When it comes to blogging, however, motivation is sometimes harder to come by. There are no deadlines (unless self-imposed), no expectations from editors and no paycheck.
But there are expectations from readers, and that's a huge incentive. When you receive comments, Facebook likes and interaction on a post you've written, doesn't it spur you on to blog more? And when you pick up a client or career opp from your blog, it's a nice confirmation that, hey, this blogging thing might be working out.

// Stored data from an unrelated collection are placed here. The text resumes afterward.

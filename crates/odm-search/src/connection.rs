//! Search connections
//!
//! A connection is a domain object whose serialized value is a
//! [`ConnectionSpec`]. Its derived state owns the endpoint's [`Semaphore`],
//! so every query through one connection shares a single concurrency bound.

use crate::config::ConnectionSpec;
use crate::endpoint::Endpoint;
use crate::error::{SearchError, SearchResult};
use crate::query::{Dialect, Query, QueryMask, Row};
use crate::semaphore::Semaphore;
use indexmap::IndexMap;
use odm_object::{async_trait, DomainObject, IdentityKey, Model, ObjectContext, ObjectResult};
use std::fmt;
use std::sync::Arc;
use tokio_util::sync::CancellationToken;
use tracing::debug;

/// Derived state of a connection
#[derive(Debug, Clone)]
pub struct ConnectionState {
    /// Endpoint-level concurrency bound
    pub semaphore: Arc<Semaphore>,
    /// SPARQL prefix table, resolved during async init
    pub prefixes: Arc<IndexMap<String, String>>,
}

/// Model of a search connection
pub struct ConnectionModel;

#[async_trait]
impl Model for ConnectionModel {
    const TYPE_NAME: &'static str = "Connection";
    type Serialized = ConnectionSpec;
    type Derived = ConnectionState;

    fn init_sync(spec: &ConnectionSpec) -> ConnectionState {
        ConnectionState {
            semaphore: Semaphore::shared(spec.concurrency()),
            prefixes: Arc::new(IndexMap::new()),
        }
    }

    /// Keeps the semaphore while the concurrency is unchanged, so in-flight
    /// permits still count against the bound
    fn reinit_sync(spec: &ConnectionSpec, previous: &ConnectionState) -> ConnectionState {
        let mut state = Self::init_sync(spec);
        if previous.semaphore.capacity() == spec.concurrency() {
            state.semaphore = Arc::clone(&previous.semaphore);
        }
        state
    }

    async fn init_async(
        spec: &ConnectionSpec,
        mut state: ConnectionState,
        context: &ObjectContext,
    ) -> ObjectResult<ConnectionState> {
        if let ConnectionSpec::Sparql {
            prefixes: Some(table),
            ..
        } = spec
        {
            let resolved = context
                .store()
                .options::<String>(&table.to_string())
                .await?;
            // Keys are full paths; the prefix name is the last fragment
            let prefixes = resolved
                .into_iter()
                .filter_map(|(path, iri)| Some((path.rsplit('.').next()?.to_string(), iri)))
                .collect();
            state.prefixes = Arc::new(prefixes);
        }
        Ok(state)
    }
}

/// Handle pairing a connection object with its wire client
#[derive(Clone)]
pub struct Connection {
    object: Arc<DomainObject<ConnectionModel>>,
    endpoint: Arc<dyn Endpoint>,
    identity: String,
}

impl Connection {
    /// Wrap an existing connection object
    ///
    /// # Errors
    /// Returns `Object` if the spec cannot be serialized for its identity
    pub fn new(object: Arc<DomainObject<ConnectionModel>>, endpoint: Arc<dyn Endpoint>) -> SearchResult<Self> {
        let identity = IdentityKey::of::<ConnectionModel>(&object.value())?.digest_hex();
        Ok(Self {
            object,
            endpoint,
            identity,
        })
    }

    /// Construct from a spec through the context's identity registry
    ///
    /// # Errors
    /// Returns `Object` if construction fails
    pub fn from_spec(context: &ObjectContext, spec: ConnectionSpec, endpoint: Arc<dyn Endpoint>) -> SearchResult<Self> {
        let object = context.construct::<ConnectionModel>(spec)?;
        Self::new(object, endpoint)
    }

    /// Resolve the spec at `path` and construct the connection
    ///
    /// # Errors
    /// Returns `Object` if resolution or construction fails
    pub async fn open(context: &ObjectContext, path: &str, endpoint: Arc<dyn Endpoint>) -> SearchResult<Self> {
        let object = context.object::<ConnectionModel>(path).await?;
        Self::new(object, endpoint)
    }

    /// Connection id from the spec
    #[must_use]
    pub fn id(&self) -> String {
        self.object.value().id().to_string()
    }

    /// Stable identity derived from the full spec
    #[inline]
    #[must_use]
    pub fn identity(&self) -> &str {
        &self.identity
    }

    #[must_use]
    pub fn spec(&self) -> Arc<ConnectionSpec> {
        self.object.value()
    }

    /// Backing domain object
    #[inline]
    #[must_use]
    pub fn object(&self) -> &Arc<DomainObject<ConnectionModel>> {
        &self.object
    }

    /// Endpoint concurrency bound
    #[must_use]
    pub fn semaphore(&self) -> Arc<Semaphore> {
        Arc::clone(&self.object.derived().semaphore)
    }

    /// Wait for the connection to finish initialising
    ///
    /// # Errors
    /// Returns `Object` carrying the init failure
    pub async fn ready(&self) -> SearchResult<()> {
        Ok(self.object.ready().await?)
    }

    /// Search query for `input` shaped by `mask`
    #[must_use]
    pub fn search(&self, input: &str, mask: QueryMask) -> Query {
        Query::Search {
            dialect: self.dialect(),
            input: input.to_string(),
            mask,
        }
    }

    /// Detail query for one item
    #[must_use]
    pub fn detail(&self, item_id: &str) -> Query {
        Query::Detail {
            dialect: self.dialect(),
            item: item_id.to_string(),
        }
    }

    fn dialect(&self) -> Dialect {
        match self.object.value().as_ref() {
            ConnectionSpec::Sparql { .. } => Dialect::Sparql {
                prefixes: self.object.derived().prefixes.as_ref().clone(),
            },
            ConnectionSpec::Wikibase { language, .. } => Dialect::Wikibase {
                language: language.clone(),
            },
        }
    }

    /// Execute a rendered query within the connection's concurrency bound
    ///
    /// # Errors
    /// - `Aborted` once `cancel` fires, whether queued or in flight
    /// - `Object` if the connection failed to initialise
    /// - any endpoint error
    pub async fn execute(&self, query: &str, cancel: &CancellationToken) -> SearchResult<Vec<Row>> {
        self.ready().await?;
        let id = self.id();
        let semaphore = self.semaphore();

        let _permit = tokio::select! {
            biased;
            () = cancel.cancelled() => return Err(SearchError::Aborted),
            permit = semaphore.acquire(Some(id.as_str())) => permit,
        };

        debug!(connection = %id, "executing query");
        tokio::select! {
            biased;
            () = cancel.cancelled() => Err(SearchError::Aborted),
            rows = self.endpoint.execute(query, cancel) => rows,
        }
    }

    /// Fetch the details of one item
    ///
    /// # Errors
    /// Same as [`Connection::execute`]
    pub async fn fetch_detail(&self, item_id: &str, cancel: &CancellationToken) -> SearchResult<Vec<Row>> {
        self.ready().await?;
        let Some(query) = self.detail(item_id).paginate(1) else {
            return Ok(Vec::new());
        };
        self.execute(&query, cancel).await
    }
}

impl fmt::Debug for Connection {
    fn fmt(&self, f: &mut fmt::Formatter<'_>) -> fmt::Result {
        f.debug_struct("Connection")
            .field("id", &self.id())
            .field("identity", &&self.identity[..16])
            .field("endpoint", &self.endpoint)
            .finish()
    }
}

Trouble is, it takes time to get on a roll. I've been posting to FitnessWriter.blogspot.com for years, but I've also launched a newer blog called FitnessTestDrive.com, where I try out and blog about fitness equipment, gear, DVDs and apps.
Fitness Test Drive reminds me what it's like to be the new kid on the blogosphere block.
It's tough out there, folks - you've got to build up a readership, outright ask people to tweet your post and push for comments. I get why blogging newbies lose motivation quickly, and I won't deny that my interest has waned on occasion, too.
During one of those times, the strangest thing happened.
One day, I pondered about how to boost my blogging motivation. The next day, I got news that Fitness Test Drive was a finalist in the Best Health Magazine Blog Awards. (Want to vote? Fitness Test Drive is under the "Get Healthy" category.)
Bam! I was back in the game.
I realize that an award nomination is not the most typical way to muster motivation. But it does reinforce what I've always said about blogging: You've got to have a blog to benefit from it. And, most importantly, your readers will benefit from it.
Blogging does open the door to a myriad of opportunities and connections for you and your readers - do you agree? Has it happened to you?
In closing....I'm not going to beg or anything, but would you please, please, please vote in the Best Health Blog Awards (and preferably for my blog). You'll find my blog Fitness Test Drive in the "Get Healthy" category on the voting page.
Monday, January 17, 2011
I like that Facebook is all about "liking."
And it's clearly on purpose that there's no "dislike" button, although sometimes I think a word other than "like" might be more appropriate. For example, someone posts bad news ("Wow, my fave trainer just got fired for indecent exposure"), and others respond with a "like" when what they really mean is, "Hey, man, I feel your pain."
I like "liking" because it's a mini show of support or a virtual smile/laugh. It's Facebook's version of two thumbs up.
But I always pause before tapping the "like" button - do you?
If you've ever Facebook-liked, you know that it means an inevitable onslaught of off-the-cuff comments and inside jokes from friends of friends about whatever you've liked.
And I don't like it. I prefer to "like" and be done with it.
I'll be the first to admit that I beam a little on the inside when I notice the "likes" and comments tallying up on a post I've dropped into Facebook. It's nice to be recognized, even if it's just a fleeting, virtual nod.
And that's what Facebook is so good at: Shamelessly exposing that we all like to be liked.
So when I'm at a party listening as non-Facebookers wave away the social network for being a waste of time, I nod with as much understanding as I can muster. You know what, it's not for everyone...
But I log onto Facebook as part of my job. It gives me instant access to a network where I can cheer on a colleague or friend, encourage professional recognition and motivate fitness participants to exercise - all with that ubiquitous "like" link.